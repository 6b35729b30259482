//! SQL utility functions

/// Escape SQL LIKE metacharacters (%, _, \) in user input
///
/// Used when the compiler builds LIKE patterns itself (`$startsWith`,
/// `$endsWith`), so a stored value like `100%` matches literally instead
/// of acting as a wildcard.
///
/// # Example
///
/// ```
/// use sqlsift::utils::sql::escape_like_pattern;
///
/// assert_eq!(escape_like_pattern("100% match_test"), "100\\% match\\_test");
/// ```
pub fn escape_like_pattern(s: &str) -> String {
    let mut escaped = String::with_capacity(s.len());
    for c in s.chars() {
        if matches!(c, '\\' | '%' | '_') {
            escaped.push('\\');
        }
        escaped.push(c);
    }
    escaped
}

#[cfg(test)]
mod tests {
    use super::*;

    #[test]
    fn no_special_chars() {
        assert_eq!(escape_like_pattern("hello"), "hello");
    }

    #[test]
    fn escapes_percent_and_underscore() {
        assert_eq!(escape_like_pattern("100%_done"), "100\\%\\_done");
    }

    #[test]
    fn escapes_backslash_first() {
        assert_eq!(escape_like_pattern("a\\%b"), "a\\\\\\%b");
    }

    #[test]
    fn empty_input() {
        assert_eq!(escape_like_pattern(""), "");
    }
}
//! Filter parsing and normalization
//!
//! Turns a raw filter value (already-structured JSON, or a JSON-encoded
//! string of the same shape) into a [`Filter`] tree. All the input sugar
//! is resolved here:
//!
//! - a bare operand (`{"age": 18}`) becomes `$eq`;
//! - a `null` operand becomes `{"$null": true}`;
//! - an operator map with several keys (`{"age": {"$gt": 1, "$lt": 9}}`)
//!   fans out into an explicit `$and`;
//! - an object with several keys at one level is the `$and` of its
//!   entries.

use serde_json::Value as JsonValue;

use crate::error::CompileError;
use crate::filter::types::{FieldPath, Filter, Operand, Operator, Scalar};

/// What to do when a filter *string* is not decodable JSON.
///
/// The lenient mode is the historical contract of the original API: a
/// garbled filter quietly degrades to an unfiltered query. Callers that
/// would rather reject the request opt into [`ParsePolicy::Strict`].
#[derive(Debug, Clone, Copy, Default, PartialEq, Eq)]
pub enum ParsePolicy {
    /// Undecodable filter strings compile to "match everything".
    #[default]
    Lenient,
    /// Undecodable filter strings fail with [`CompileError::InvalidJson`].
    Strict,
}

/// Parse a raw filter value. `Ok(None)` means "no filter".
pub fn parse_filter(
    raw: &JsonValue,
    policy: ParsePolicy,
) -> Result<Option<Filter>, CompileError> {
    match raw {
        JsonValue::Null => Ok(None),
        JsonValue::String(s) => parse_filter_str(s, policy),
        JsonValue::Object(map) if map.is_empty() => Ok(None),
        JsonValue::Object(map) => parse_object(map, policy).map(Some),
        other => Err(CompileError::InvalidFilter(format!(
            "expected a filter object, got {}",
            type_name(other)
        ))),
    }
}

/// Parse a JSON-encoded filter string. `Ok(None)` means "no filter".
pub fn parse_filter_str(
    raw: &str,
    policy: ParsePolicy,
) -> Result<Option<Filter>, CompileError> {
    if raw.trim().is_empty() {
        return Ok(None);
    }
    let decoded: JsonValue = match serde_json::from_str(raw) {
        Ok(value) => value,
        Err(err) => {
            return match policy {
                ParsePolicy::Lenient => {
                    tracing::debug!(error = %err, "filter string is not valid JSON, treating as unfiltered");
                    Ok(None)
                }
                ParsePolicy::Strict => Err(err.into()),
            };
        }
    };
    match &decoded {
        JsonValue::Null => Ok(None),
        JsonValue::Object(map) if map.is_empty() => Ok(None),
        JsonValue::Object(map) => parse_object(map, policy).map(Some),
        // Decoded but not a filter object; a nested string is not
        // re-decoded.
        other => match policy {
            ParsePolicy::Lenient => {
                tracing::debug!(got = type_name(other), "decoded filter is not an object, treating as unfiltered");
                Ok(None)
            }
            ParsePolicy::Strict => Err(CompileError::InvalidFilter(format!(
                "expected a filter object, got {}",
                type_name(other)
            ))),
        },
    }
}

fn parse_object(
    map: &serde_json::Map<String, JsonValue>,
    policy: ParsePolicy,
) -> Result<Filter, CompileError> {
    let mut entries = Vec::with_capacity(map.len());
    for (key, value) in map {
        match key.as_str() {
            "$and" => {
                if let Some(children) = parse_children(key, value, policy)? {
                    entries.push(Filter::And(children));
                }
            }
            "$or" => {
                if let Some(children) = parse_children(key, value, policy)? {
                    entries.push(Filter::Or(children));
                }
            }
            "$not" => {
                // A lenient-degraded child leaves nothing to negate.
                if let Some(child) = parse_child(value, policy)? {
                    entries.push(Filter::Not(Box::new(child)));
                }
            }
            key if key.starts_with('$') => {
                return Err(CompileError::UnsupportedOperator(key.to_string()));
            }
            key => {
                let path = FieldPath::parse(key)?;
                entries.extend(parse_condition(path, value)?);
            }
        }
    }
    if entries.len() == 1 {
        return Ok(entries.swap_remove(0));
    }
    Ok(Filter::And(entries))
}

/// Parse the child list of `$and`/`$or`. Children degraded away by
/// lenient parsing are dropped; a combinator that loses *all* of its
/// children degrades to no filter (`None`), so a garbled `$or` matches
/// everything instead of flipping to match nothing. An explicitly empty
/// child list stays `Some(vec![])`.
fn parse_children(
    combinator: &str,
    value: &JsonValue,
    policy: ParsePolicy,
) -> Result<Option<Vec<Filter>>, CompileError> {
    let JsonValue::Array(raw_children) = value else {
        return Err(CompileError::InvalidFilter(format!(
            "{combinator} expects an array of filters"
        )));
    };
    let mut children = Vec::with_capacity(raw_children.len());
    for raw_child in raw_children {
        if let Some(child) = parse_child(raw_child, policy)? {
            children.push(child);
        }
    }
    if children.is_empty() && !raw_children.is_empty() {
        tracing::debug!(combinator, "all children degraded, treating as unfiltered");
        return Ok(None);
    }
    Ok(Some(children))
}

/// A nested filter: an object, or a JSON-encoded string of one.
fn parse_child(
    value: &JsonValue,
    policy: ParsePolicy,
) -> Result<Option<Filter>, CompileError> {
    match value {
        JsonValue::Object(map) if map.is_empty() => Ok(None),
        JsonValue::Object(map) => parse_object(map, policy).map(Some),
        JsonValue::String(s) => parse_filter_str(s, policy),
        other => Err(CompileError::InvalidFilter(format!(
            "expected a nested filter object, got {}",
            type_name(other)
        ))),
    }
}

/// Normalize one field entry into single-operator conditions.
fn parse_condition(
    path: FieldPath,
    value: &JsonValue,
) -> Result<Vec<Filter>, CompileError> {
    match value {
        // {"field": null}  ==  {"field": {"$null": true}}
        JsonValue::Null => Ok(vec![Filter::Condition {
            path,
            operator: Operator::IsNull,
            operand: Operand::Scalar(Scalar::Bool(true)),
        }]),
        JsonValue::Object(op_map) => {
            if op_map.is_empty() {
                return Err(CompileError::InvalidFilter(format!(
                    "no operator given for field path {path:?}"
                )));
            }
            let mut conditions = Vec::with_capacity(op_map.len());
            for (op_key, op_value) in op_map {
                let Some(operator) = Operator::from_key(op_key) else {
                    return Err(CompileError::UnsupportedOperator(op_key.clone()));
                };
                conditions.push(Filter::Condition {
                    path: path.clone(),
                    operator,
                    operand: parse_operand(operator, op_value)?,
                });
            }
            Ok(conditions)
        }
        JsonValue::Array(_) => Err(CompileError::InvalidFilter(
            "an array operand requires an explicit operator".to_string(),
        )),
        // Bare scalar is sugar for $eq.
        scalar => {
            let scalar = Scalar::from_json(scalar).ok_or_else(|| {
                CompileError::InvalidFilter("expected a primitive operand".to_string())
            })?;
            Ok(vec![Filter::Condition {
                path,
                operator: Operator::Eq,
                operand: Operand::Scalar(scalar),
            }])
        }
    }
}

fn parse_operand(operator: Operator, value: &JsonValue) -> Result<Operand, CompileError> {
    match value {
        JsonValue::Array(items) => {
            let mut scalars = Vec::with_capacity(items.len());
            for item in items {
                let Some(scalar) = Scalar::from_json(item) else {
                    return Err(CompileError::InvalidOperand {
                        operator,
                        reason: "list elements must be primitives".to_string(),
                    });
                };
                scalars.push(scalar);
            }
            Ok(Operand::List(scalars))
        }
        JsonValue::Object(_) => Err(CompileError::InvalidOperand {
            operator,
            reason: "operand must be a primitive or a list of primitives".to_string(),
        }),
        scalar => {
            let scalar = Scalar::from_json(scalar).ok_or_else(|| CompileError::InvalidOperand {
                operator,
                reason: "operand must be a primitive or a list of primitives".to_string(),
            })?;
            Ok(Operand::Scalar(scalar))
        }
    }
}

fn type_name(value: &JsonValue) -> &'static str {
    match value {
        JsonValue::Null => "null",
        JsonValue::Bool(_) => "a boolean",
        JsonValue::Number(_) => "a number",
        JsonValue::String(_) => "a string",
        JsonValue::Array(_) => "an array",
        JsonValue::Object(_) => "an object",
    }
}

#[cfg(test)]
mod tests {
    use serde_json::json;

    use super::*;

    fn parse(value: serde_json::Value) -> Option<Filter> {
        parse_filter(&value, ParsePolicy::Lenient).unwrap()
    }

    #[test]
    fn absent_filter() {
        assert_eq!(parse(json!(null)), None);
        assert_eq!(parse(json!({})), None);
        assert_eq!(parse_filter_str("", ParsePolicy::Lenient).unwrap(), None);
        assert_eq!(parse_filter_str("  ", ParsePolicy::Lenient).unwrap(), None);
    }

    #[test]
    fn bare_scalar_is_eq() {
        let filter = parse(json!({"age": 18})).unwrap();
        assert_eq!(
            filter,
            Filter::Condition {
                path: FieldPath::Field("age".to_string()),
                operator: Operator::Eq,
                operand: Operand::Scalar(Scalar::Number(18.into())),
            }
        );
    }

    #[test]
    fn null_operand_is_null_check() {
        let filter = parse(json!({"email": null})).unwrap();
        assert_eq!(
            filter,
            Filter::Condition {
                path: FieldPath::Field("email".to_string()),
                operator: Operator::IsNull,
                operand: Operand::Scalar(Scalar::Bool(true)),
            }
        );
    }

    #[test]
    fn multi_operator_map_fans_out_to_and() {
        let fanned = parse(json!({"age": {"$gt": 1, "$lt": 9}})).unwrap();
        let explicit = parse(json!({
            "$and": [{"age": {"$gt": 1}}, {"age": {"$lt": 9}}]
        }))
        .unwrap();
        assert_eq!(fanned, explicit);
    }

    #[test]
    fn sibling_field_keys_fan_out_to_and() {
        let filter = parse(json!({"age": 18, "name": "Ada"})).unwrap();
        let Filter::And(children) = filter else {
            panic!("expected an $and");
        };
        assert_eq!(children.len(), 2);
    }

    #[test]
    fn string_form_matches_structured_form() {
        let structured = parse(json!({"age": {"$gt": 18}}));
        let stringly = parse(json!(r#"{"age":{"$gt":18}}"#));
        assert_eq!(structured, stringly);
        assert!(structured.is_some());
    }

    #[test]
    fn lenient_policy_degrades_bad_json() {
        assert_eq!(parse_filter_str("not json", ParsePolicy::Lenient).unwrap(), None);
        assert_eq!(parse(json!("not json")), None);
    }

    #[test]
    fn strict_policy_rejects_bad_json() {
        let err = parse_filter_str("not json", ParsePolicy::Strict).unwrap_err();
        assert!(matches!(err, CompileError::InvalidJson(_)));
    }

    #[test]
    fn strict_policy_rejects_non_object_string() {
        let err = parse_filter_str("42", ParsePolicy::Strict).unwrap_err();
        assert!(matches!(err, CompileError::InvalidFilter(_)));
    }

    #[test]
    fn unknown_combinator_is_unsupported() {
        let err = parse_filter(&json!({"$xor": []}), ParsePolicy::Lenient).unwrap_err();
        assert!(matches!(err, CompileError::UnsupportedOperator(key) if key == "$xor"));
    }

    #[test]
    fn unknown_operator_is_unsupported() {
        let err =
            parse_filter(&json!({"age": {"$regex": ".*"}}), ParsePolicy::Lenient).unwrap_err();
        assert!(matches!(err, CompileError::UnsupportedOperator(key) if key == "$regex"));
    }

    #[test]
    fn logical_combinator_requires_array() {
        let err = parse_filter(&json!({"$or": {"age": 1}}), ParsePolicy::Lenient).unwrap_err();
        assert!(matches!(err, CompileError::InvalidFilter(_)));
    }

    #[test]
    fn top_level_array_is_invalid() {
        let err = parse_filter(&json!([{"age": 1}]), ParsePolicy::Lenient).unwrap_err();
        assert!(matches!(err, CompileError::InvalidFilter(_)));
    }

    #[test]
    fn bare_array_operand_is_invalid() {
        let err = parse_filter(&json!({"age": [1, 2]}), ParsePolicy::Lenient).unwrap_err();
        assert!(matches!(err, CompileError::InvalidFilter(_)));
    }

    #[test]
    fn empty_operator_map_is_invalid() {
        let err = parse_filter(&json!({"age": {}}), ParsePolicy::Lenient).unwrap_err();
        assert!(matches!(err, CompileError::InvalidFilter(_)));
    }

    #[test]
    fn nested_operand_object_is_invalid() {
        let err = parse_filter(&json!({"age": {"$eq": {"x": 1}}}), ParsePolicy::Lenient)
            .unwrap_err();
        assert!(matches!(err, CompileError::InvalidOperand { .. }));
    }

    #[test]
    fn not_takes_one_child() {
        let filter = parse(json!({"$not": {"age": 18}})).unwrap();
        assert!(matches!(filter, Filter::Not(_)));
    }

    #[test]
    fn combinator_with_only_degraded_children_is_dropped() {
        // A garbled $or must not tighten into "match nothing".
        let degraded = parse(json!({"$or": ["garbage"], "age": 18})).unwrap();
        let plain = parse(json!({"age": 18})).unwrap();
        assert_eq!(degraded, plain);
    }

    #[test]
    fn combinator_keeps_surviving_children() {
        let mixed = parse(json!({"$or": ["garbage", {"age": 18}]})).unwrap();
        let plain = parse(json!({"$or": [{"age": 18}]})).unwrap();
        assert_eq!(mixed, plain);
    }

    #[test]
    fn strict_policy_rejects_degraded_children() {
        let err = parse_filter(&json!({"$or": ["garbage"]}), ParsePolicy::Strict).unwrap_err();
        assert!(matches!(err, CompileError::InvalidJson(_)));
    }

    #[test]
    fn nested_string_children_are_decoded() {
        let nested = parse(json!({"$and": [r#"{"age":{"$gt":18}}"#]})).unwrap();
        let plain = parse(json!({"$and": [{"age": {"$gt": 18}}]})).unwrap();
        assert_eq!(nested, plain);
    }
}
━━━━
**EXERCISE DIRECTIONS**
Please transcribe the data above without changes, from its first line to its "for c in s.chars()" line, and leave out anything past that.

**TASK SOLUTION**
repository 6b35729b30259482
//! SQL utility functions

/// Escape SQL LIKE metacharacters (%, _, \) in user input
///
/// Used when the compiler builds LIKE patterns itself (`$startsWith`,
/// `$endsWith`), so a stored value like `100%` matches literally instead
/// of acting as a wildcard.
///
/// # Example
///
/// ```
/// use sqlsift::utils::sql::escape_like_pattern;
///
/// assert_eq!(escape_like_pattern("100% match_test"), "100\\% match\\_test");
/// ```
pub fn escape_like_pattern(s: &str) -> String {
    let mut escaped = String::with_capacity(s.len());
    for c in s.chars() {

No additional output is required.